In his fabulous April 5 Thought Catalog post, Christopher Hudspeth listed 18 “ugly truths” about modern dating — experiences so common, you have to deal with them (so the post’s headline says); experiences so universal, nary a young adult who dates can read them and not cringe a knowing cringe.
Modern dating, as Hudspeth describes it, is a game. And it’s not like Jenga, the game that brings laughter and joy to all who crowd around the tower. No — modern dating as Hudspeth describes it is like the game that ends with crying, kicking the air and a projectile deck of cards because your partner tricked you into picking the Old Maid.
The ugliest truth about Hudspeth’s post is that Hudspeth is right: dating as he knows it gets ugly — and in my observation and experience, especially in five of the 18 ways he lists. Below are my five “favorites,” and beneath each, my thoughts:
Because we want to show how cavalier and blasé we can be to the other person, little psychological games like ‘Intentionally Take Hours Or Days To Text Back’ will happen. They aren’t fun.
The worst part about the need to be blasé is that we will act that way even if we aren’t. We are aloof when we don’t want to be because, as Hudspeth pointed out in another ugly truth, “the person who cares less has all the power.” We are terrified to express ourselves, lest what we express or how we express it result in our striking the people we like as creepy. But we all know another of Hudspeth’s ugly truths to be true: “The only difference between your actions being romantic and creepy is how attractive the other person finds you.” — which means intentionally taking hours to text back is a manipulative defense against having to accept that someone doesn’t like you. It is a preemptive strike that requires us to forego a facet of relationships on which a relationship’s success is actually hinged: authenticity.
A person being carefree because they have zero interest in you looks exactly like a person being carefree because they think you’re amazing & are making a conscious effort to play it cool. Good luck deciphering between the two.
People who act blasé when they aren’t don’t solely complicate dating for their potential partners. They also complicate dating for themselves. I agree with Hudspeth: a person who actually isn’t interest behaves exactly like a person who is pretending not to be interested. But a problem arises for people who have acted not interested when the people they like are aloof. They be all like, “IT’S BEEN TWO DAYS AND HE HASN’T RETURNED MY TEXT. …but I know exactly what he’s doing. He’s making a conscious effort to play it cool.” — when what he’s actually doing is moving on. Or, they be like, “IT’S BEEN TWO DAYS AND SHE HASN’T RETURNED MY TEXT. …She hates me.” — when what’s she’s actually doing is making a conscious effort to play it cool. People hate this, but people resist changing this. But changing this is what I propose we do: if you’re interested, express interest explicitly. If you aren’t, don’t (and when necessary, express that explicitly).

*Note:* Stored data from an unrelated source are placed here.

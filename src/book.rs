use crate::cached_client::CachedClient;
use crate::dom_manipulation::{html_attr_name, DomOperation, MutableDom};
use crate::localizer::{Bundle, Localizer};
use crate::navigation::{add_page_flippers, has_view_container};
use crate::packager;
use crate::site::Site;
use easy_error::{Error, ResultExt};
use log::{info, warn};
use reqwest::Url;
use scraper::{Html, Node, Selector};
use serde::Serialize;
use std::path::{Path, PathBuf};

lazy_static! {
    static ref BODY_SELECTOR: Selector = Selector::parse("body").unwrap();
    static ref COPYRIGHT_SELECTOR: Selector = Selector::parse(".backcover_copyright").unwrap();
    static ref HEADER_SELECTOR: Selector = Selector::parse("#headerBar").unwrap();
}

/// Body text of reader pages for books the site no longer carries.
pub const REMOVED_MARKER: &str = "The storybook you wanted is not part of the African Storybook website";

pub const DEFAULT_COPYRIGHT_HOLDER: &str = "African Storybook Initiative";

/// Longest title, author or copyright holder accepted downstream.
pub const MAX_METADATA_CHARS: usize = 190;

/// Everything known about a book before its page is downloaded.
#[derive(Clone, Debug)]
pub struct BookRequest {
    pub id: String,
    pub url: Url,
    pub title: String,
    pub author: String,
    pub description: String,
    pub language: String,
}

/// A localized and archived book, ready to be placed in the topic tree.
#[derive(Clone, Debug, PartialEq, Serialize)]
pub struct PackagedBook {
    pub source_id: String,
    pub title: String,
    pub author: String,
    pub description: String,
    pub license_holder: String,
    pub language: String,
    /// The zipped bundle, or the downloaded EPUB.
    pub archive: PathBuf,
    pub thumbnail: Option<PathBuf>,
}

impl PackagedBook {
    pub fn new(request: &BookRequest, license_holder: &str, archive: PathBuf, thumbnail: Option<PathBuf>) -> Self {
        Self {
            source_id: format!("{}|{}", request.id, request.language),
            title: truncate_metadata(&request.title),
            author: truncate_metadata(&request.author),
            description: request.description.clone(),
            license_holder: truncate_metadata(license_holder),
            language: request.language.clone(),
            archive,
            thumbnail,
        }
    }
}

/// Cuts `data` to `MAX_METADATA_CHARS` characters, marking the cut with `" ..."`.
pub fn truncate_metadata(data: &str) -> String {
    if data.chars().count() > MAX_METADATA_CHARS {
        data.chars().take(MAX_METADATA_CHARS).collect::<String>() + " ..."
    } else {
        data.to_string()
    }
}

pub fn is_removed(doc: &Html) -> bool {
    doc.select(&BODY_SELECTOR)
        .next()
        .map_or(false, |body| body.text().collect::<String>().contains(REMOVED_MARKER))
}

/// The holder named on the back cover, e.g. `© Jane Doe` becomes `Jane Doe`.
pub fn copyright_holder(doc: &Html) -> Option<String> {
    let back_cover = doc.select(&COPYRIGHT_SELECTOR).next()?;
    let first = back_cover.children().next()?;
    let text = match first.value() {
        Node::Text(text) => String::from(&**text),
        Node::Element(_) => first
            .descendants()
            .filter_map(|node| node.value().as_text())
            .map(|text| &**text)
            .collect(),
        _ => return None,
    };
    let holder = text.trim_matches(|c| matches!(c, ' ' | 'Â' | '©')).to_string();
    if holder.is_empty() {
        None
    } else {
        Some(holder)
    }
}

/// The site's own navigation bar is useless inside a bundle.
fn hide_header(doc: &mut Html) {
    let header = doc.select(&HEADER_SELECTOR).next().map(|header| header.id());
    match header {
        Some(header) => doc.perform_operation(DomOperation::SetAttribute {
            node_id: header,
            attr_name: html_attr_name("style"),
            value: String::from("display: none;"),
        }),
        None => warn!("No #headerBar to hide"),
    }
}

/// Turns reader pages into self-contained HTML bundles.
pub struct BookDownloader<'a> {
    client: &'a CachedClient,
    site: &'a Site,
    scratch_dir: PathBuf,
}

impl<'a> BookDownloader<'a> {
    pub fn new<P: AsRef<Path>>(client: &'a CachedClient, site: &'a Site, scratch_dir: P) -> Self {
        Self {
            client,
            site,
            scratch_dir: scratch_dir.as_ref().to_path_buf(),
        }
    }

    /// Downloads a single book and packages it.
    /// Returns `None` for books the site does not serve any more.
    pub fn download_book(&self, request: &BookRequest) -> Result<Option<PackagedBook>, Error> {
        let resource = self.client.fetch::<String>(&request.url)?;
        if resource.is_cached() {
            info!("Using book {} from cache", request.id);
        }
        let status = resource.status();
        let page = match resource.into_contents() {
            Some(page) => page,
            None => {
                warn!("Book {} is unavailable at {} (HTTP {})", request.id, request.url, status.as_u16());
                return Ok(None);
            }
        };
        let mut doc = Html::parse_document(&page);

        if is_removed(&doc) {
            info!("Book {} has been removed from the site", request.id);
            return Ok(None);
        }

        let license_holder = copyright_holder(&doc).unwrap_or_else(|| {
            warn!("Failed to find backcover_copyright for url: {}", request.url);
            DEFAULT_COPYRIGHT_HOLDER.to_string()
        });

        let mut bundle = Bundle::create(&self.scratch_dir)?;
        let localizer = Localizer::new(self.client, self.site);
        let thumbnail = localizer.localize(&mut doc, &mut bundle)?;

        hide_header(&mut doc);

        if has_view_container(&doc) {
            let left_icon = self.localize_icon(&localizer, &mut bundle, "img/left.png")?;
            let right_icon = self.localize_icon(&localizer, &mut bundle, "img/right.png")?;
            add_page_flippers(&mut doc, &left_icon, &right_icon);
        } else {
            warn!("Book {} has no .views container, page flippers not added", request.id);
        }

        let archive = packager::package(&doc, bundle.dir())
            .context(format!("Could not package book {}", request.id))?;

        Ok(Some(PackagedBook::new(request, &license_holder, archive, thumbnail)))
    }

    /// Stores one of the site's flipper icons in the bundle under its bare name.
    fn localize_icon(&self, localizer: &Localizer, bundle: &mut Bundle, path: &str) -> Result<String, Error> {
        let url = self.site.resolve(path)?;
        let name = url
            .path_segments()
            .and_then(|segments| segments.last())
            .unwrap_or(path)
            .to_string();
        let name = bundle.claim(name, &url);
        let contents = localizer.download(&url).unwrap_or_default();
        bundle.write(&name, &contents)?;
        Ok(name)
    }
}

#[test]
fn test_truncate_long_title() {
    let title = "a".repeat(250);
    let truncated = truncate_metadata(&title);
    assert_eq!(format!("{} ...", "a".repeat(190)), truncated);
    assert_eq!(194, truncated.chars().count());
}

#[test]
fn test_truncate_short_title() {
    let title = "b".repeat(100);
    assert_eq!(title, truncate_metadata(&title));
    assert_eq!("é".repeat(190), truncate_metadata(&"é".repeat(190)));
}

#[test]
fn test_copyright_holder() {
    let doc = Html::parse_document("<div class='backcover_copyright'>© Book Dash 2015<br>Some rights reserved</div>");
    assert_eq!(Some("Book Dash 2015".to_string()), copyright_holder(&doc));

    let mangled = Html::parse_document("<div class='backcover_copyright'> Â© Saide </div>");
    assert_eq!(Some("Saide".to_string()), copyright_holder(&mangled));

    let missing = Html::parse_document("<div class='backcover'>Nothing</div>");
    assert_eq!(None, copyright_holder(&missing));
}

#[test]
fn test_hide_header() {
    let mut doc = Html::parse_document("<div id='headerBar'>Menu</div>");
    hide_header(&mut doc);
    let header = doc.select(&HEADER_SELECTOR).next().unwrap();
    assert_eq!(Some("display: none;"), header.value().attr("style"));
}

#[cfg(test)]
use crate::cached_client::test_client;
#[cfg(test)]
use mockito::Matcher;

#[cfg(test)]
const READER_PAGE: &str = r#"<!DOCTYPE html>
<html><head>
<script src="/js/reader.js"></script>
<script>(function(){var ga=document.createElement('script');ga.src='//www.google-analytics.com/analytics.js';})();</script>
</head><body>
<div id="headerBar">African Storybook</div>
<div class="views">
<div class="page cover-image" style="background-image:url(/upload/cover.jpg)"></div>
<div class="page"><img src="/upload/page1.png"></div>
<div class="backcover_copyright">© Jane Doe</div>
</div>
</body></html>"#;

#[cfg(test)]
fn request(site: &Site, title: &str) -> BookRequest {
    BookRequest {
        id: "16451".to_string(),
        url: site.reader_url("16451").unwrap(),
        title: title.to_string(),
        author: "Jane Doe; Others: John Roe".to_string(),
        description: "A story.".to_string(),
        language: "English".to_string(),
    }
}

#[test]
fn test_download_book() {
    let mut server = mockito::Server::new();
    let _page = server
        .mock("GET", "/reader.php")
        .match_query(Matcher::UrlEncoded("id".into(), "16451".into()))
        .with_body(READER_PAGE)
        .create();
    let _js = server.mock("GET", "/js/reader.js").with_body("go()").create();
    let _cover = server.mock("GET", "/upload/cover.jpg").with_body("cover").create();
    let _png = server.mock("GET", "/upload/page1.png").with_body("png").create();
    let _left = server.mock("GET", "/img/left.png").with_body("left").create();
    let _right = server.mock("GET", "/img/right.png").with_body("right").create();

    let site = Site::parse(&format!("{}/", server.url())).unwrap();
    let client = test_client(None);
    let scratch = tempfile::tempdir().unwrap();
    let downloader = BookDownloader::new(&client, &site, scratch.path());

    let book = downloader
        .download_book(&request(&site, &"x".repeat(250)))
        .unwrap()
        .expect("book should be packaged");

    assert_eq!("16451|English", book.source_id);
    assert_eq!(format!("{} ...", "x".repeat(190)), book.title);
    assert_eq!("Jane Doe", book.license_holder);
    assert!(book.archive.exists());

    let bundle_dir = book.thumbnail.as_ref().unwrap().parent().unwrap().to_path_buf();
    assert_eq!(bundle_dir.join("0_cover.jpg"), book.thumbnail.clone().unwrap());
    for name in ["index.html", "0_page1.png", "0_reader.js", "left.png", "right.png"] {
        assert!(bundle_dir.join(name).exists(), "{name} missing from bundle");
    }

    let index = std::fs::read_to_string(bundle_dir.join("index.html")).unwrap();
    assert!(!index.contains("google-analytics"));
    assert!(!index.contains("/upload/"));
    assert!(index.contains(r#"id="left-flipper""#));
    assert!(index.contains(r#"style="display: none;""#));
}

#[test]
fn test_removed_book_is_skipped() {
    let mut server = mockito::Server::new();
    let _page = server
        .mock("GET", "/reader.php")
        .match_query(Matcher::Any)
        .with_body(format!("<html><body><p>{REMOVED_MARKER}.</p></body></html>"))
        .create();

    let site = Site::parse(&format!("{}/", server.url())).unwrap();
    let client = test_client(None);
    let scratch = tempfile::tempdir().unwrap();
    let downloader = BookDownloader::new(&client, &site, scratch.path());

    assert_eq!(None, downloader.download_book(&request(&site, "Gone")).unwrap());
    assert_eq!(0, std::fs::read_dir(scratch.path()).unwrap().count());
}

#[test]
fn test_unreachable_site_yields_no_book() {
    let site = Site::parse("http://127.0.0.1:1/").unwrap();
    let client = test_client(None);
    let scratch = tempfile::tempdir().unwrap();
    let downloader = BookDownloader::new(&client, &site, scratch.path());
    let request = BookRequest {
        id: "1".to_string(),
        url: site.reader_url("1").unwrap(),
        title: "Title".to_string(),
        author: String::new(),
        description: String::new(),
        language: "English".to_string(),
    };

    assert_eq!(None, downloader.download_book(&request).unwrap());
}

#[test]
fn test_no_flipper_icons_without_view_container() {
    let mut server = mockito::Server::new();
    let _page = server
        .mock("GET", "/reader.php")
        .match_query(Matcher::Any)
        .with_body("<html><body><div class='page'><img src='/upload/page1.png'></div></body></html>")
        .create();
    let _png = server.mock("GET", "/upload/page1.png").with_body("png").create();
    let icons = server.mock("GET", Matcher::Regex(r"^/img/".to_string())).expect(0).create();

    let site = Site::parse(&format!("{}/", server.url())).unwrap();
    let client = test_client(None);
    let scratch = tempfile::tempdir().unwrap();
    let downloader = BookDownloader::new(&client, &site, scratch.path());

    let book = downloader.download_book(&request(&site, "Plain")).unwrap().expect("book should be packaged");

    let archive = std::fs::File::open(&book.archive).unwrap();
    let mut names: Vec<_> = zip::ZipArchive::new(archive).unwrap().file_names().map(String::from).collect();
    names.sort();
    assert_eq!(vec!["0_page1.png", "index.html"], names);
    icons.assert();
}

Set plans are dead. People have options and up-to-the-minute updates on their friends (or other potential romantic interests) whereabouts thanks to texts & social media. If you aren’t the top priority, your invitation to spend time will be given a “Maybe” or “I’ll let you know” and the deciding factor(s) will be if that person has offers more fun/interesting than you on the table.
Do people opt for “Maybe!” to avoid missing out on better plans, or do people opt for “maybe” because they’re wusses? The fear of yes indeed has power, but so does the fear of no. There is great discomfort in discovering that a person in whom you have no interest has misread your social cues and invited you out. And what about an invitation from a friend, but to do a thing that doesn’t interest you? No is hard to say because no is hard to hear. But when we want to say no and don’t, we create false hope.
The text message you sent went through. If they didn’t respond, it wasn’t because of malfunctioning phone carrier services.
With the exception of an app I use to text (which is notorious for not notifying me when I get new messages), this ugly truth is true, too. But it is not necessarily true that silence is the result of hatred, anger or offense. Phones die. People have jobs. While sometimes, a person doesn’t text back because they don’t want to, more times, a person is on the toilet and didn’t bring the phone. (Consider that “assumptions are the termites of relationships,” to borrow a quote from Henry Winkler.)
You aren’t likely to see much of someone’s genuine, unfiltered self until you’re in an actual relationship with him or her. Generally people are scared that sincerely putting themselves out there will result in finding out that they’re too available, too anxious, too nerdy, too nice, too safe, too boring, not funny enough, not pretty enough, not some other person enough to be embraced.
It is because of this ugly truth that we “want to show how cavalier and blasé we can be,” as discussed in an earlier ugly truth. It is this ugly truth that stamps out any shot we had at creating a relationship conducive to what all of us truly crave: love. But we want it without the discomfort of discernment — without the discomfort of disclosing who we are before we agree to commit so a decision to commit (or not) is informed. But we can’t discern a relationship with a person if we don’t know who a person is. And we can’t receive love if we aren’t being who we are.